Chapter 7 BLEEDING AND BRUISING
General Discussion
Initial laboratory tests are outlined below. It is important that results are compared against age-specific ranges because test results and coagulation factor levels vary with age. The pattern of abnormalities obtained using first line tests in association with the clinical presentation and history may indicate an underlying disorder (Table 7-1). However, some significant bleeding disorders may have normal test results. Conversely, some abnormal results are not associated with bleeding.
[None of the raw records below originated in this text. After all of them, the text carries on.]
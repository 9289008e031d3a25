//! Geographic features: one-hot encoding of each customer's primary country.

use crate::error::Result;
use crate::schema::{COUNTRY, COUNTRY_FEATURE_PREFIX, CUSTOMER_ID};
use polars::prelude::*;
use std::cmp::Reverse;
use std::collections::{BTreeMap, BTreeSet, HashMap};

/// The primary country is the customer's most frequent one; a tie goes to
/// the country seen first in row order.
pub(super) fn build(df: &DataFrame) -> Result<DataFrame> {
    let ids = df.column(CUSTOMER_ID)?.as_materialized_series().i64()?;
    let countries = df.column(COUNTRY)?.as_materialized_series();
    let countries = countries.cast(&DataType::String)?;
    let countries = countries.str()?;

    // customer -> country -> (count, first row index)
    let mut counts: BTreeMap<i64, HashMap<String, (usize, usize)>> = BTreeMap::new();
    for (row, (id, country)) in ids.into_iter().zip(countries.into_iter()).enumerate() {
        let (Some(id), Some(country)) = (id, country) else {
            continue;
        };
        let entry = counts
            .entry(id)
            .or_default()
            .entry(country.to_string())
            .or_insert((0, row));
        entry.0 += 1;
    }

    let mut customers: Vec<i64> = Vec::with_capacity(counts.len());
    let mut primary: Vec<Option<String>> = Vec::with_capacity(counts.len());
    let mut observed: BTreeSet<String> = BTreeSet::new();
    for (id, by_country) in &counts {
        let winner = by_country
            .iter()
            .max_by_key(|(_, (count, first_row))| (*count, Reverse(*first_row)))
            .map(|(country, _)| country.clone());
        if let Some(country) = &winner {
            observed.insert(country.clone());
        }
        customers.push(*id);
        primary.push(winner);
    }

    let mut columns = vec![Series::new(CUSTOMER_ID.into(), customers).into_column()];
    for country in &observed {
        let indicator: Vec<f64> = primary
            .iter()
            .map(|p| match p {
                Some(p) if p == country => 1.0,
                _ => 0.0,
            })
            .collect();
        let name = format!("{COUNTRY_FEATURE_PREFIX}{country}");
        columns.push(Series::new(name.into(), indicator).into_column());
    }

    Ok(DataFrame::new(columns)?)
}
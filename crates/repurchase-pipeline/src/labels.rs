//! Binary future-purchase labels.
//!
//! A customer's label answers "did they transact again inside the last
//! `prediction_window_days` of the observed data". The window is anchored at
//! the global maximum invoice timestamp, not at each customer's own history;
//! labels describe activity before the shared data horizon.

use crate::error::Result;
use crate::schema::{CUSTOMER_ID, INVOICE_DATE, LAST_PURCHASE_DATE, WILL_PURCHASE};
use crate::utils::{timestamp_ms_values, MS_PER_DAY};
use polars::prelude::*;
use tracing::{info, warn};

/// Derives the per-customer label table from a preprocessed transaction table.
pub struct Labeler;

impl Labeler {
    /// Build the label table: one row per customer with their latest purchase
    /// timestamp and `will_purchase` ∈ {0, 1}.
    ///
    /// `will_purchase = 1` iff the customer has a transaction strictly after
    /// `max(invoice_date) - prediction_window_days`. A customer's latest
    /// purchase is enough to decide this, since any window transaction puts
    /// the maximum inside the window too.
    ///
    /// An empty transaction table yields an empty label table.
    pub fn create_labels(df: &DataFrame, prediction_window_days: i64) -> Result<DataFrame> {
        if df.height() == 0 {
            warn!("Empty transaction table; producing an empty label table");
            return empty_label_table();
        }

        let per_customer = df
            .clone()
            .lazy()
            .group_by([col(CUSTOMER_ID)])
            .agg([col(INVOICE_DATE).max().alias(LAST_PURCHASE_DATE)])
            .sort([CUSTOMER_ID], SortMultipleOptions::default())
            .collect()?;

        let last_purchase_ms =
            timestamp_ms_values(per_customer.column(LAST_PURCHASE_DATE)?.as_materialized_series())?;
        let max_ms = last_purchase_ms.iter().flatten().copied().max();
        let Some(max_ms) = max_ms else {
            warn!("No valid purchase timestamps; producing an empty label table");
            return empty_label_table();
        };
        let prediction_cutoff_ms = max_ms - prediction_window_days * MS_PER_DAY;

        let labels: Vec<i32> = last_purchase_ms
            .iter()
            .map(|ms| match ms {
                Some(ms) if *ms > prediction_cutoff_ms => 1,
                _ => 0,
            })
            .collect();
        let positives = labels.iter().filter(|&&l| l == 1).count();

        let mut labeled = per_customer;
        labeled.with_column(Series::new(WILL_PURCHASE.into(), labels))?;

        info!(
            "Labeled {} customers, {} positive ({:.1}%)",
            labeled.height(),
            positives,
            100.0 * positives as f64 / labeled.height() as f64
        );

        Ok(labeled)
    }
}

fn empty_label_table() -> Result<DataFrame> {
    let columns = vec![
        Series::new_empty(CUSTOMER_ID.into(), &DataType::Int64).into_column(),
        Series::new_empty(
            LAST_PURCHASE_DATE.into(),
            &DataType::Datetime(TimeUnit::Milliseconds, None),
        )
        .into_column(),
        Series::new_empty(WILL_PURCHASE.into(), &DataType::Int32).into_column(),
    ];
    Ok(DataFrame::new(columns)?)
}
Table 7-1 Patterns of Coagulation Results and the Differential Diagnosis
Test Results | Differential Diagnosis | Possible Follow-up Laboratory Studies |
---|---|---|
aPTT, activated partial thromboplastin time; DIC, disseminated intravascular coagulation; ITP, immune thrombocytopenia purpura; PAI-1, plasminogen activator inhibitor-1; PT, prothrombin time; TCT, thrombin clot time: TPA, tissue plasminogen activator.
From Allen GA, Glader B. Approach to the bleeding child. Pediatr Clin North Am 2002;49:1239–1256, with permission.
A thorough history is the most important step in establishing the presence of a hemostatic disorder and in guiding initial laboratory testing. Figure 7-1 provides an approach to investigation of easy bruising or bleeding.
Causes of Bleeding
• Acquired factor VIII inhibitors
• Amegakaryocyctic thrombocytopenia
• Congenital factor deficiencies
• Disseminated intravascular coagulation
• Drug related thrombocytopenia
• HELLP (hemolysis, elevated liver enzymes, and low platelet count) syndrome
• Hemorrhagic disease of the newborn
• Heparin-induced thrombocytopenia
• Human immunodeficiency virus (HIV) infection
• Idiopathic thrombocytopenic purpura (ITP)
• Plasminogen activator inhibitor-1 deficiency
• Platelet storage pool disorder
• Post-transfusion purpura syndrome
• Rat poison ingestion (superwarfarins)
• Sepsis, especially meningococcal
• Systemic lupus erythematosus
Key Historical Features
Mucous membrane bleeding (menorrhagia, epistaxis, gum bleeding)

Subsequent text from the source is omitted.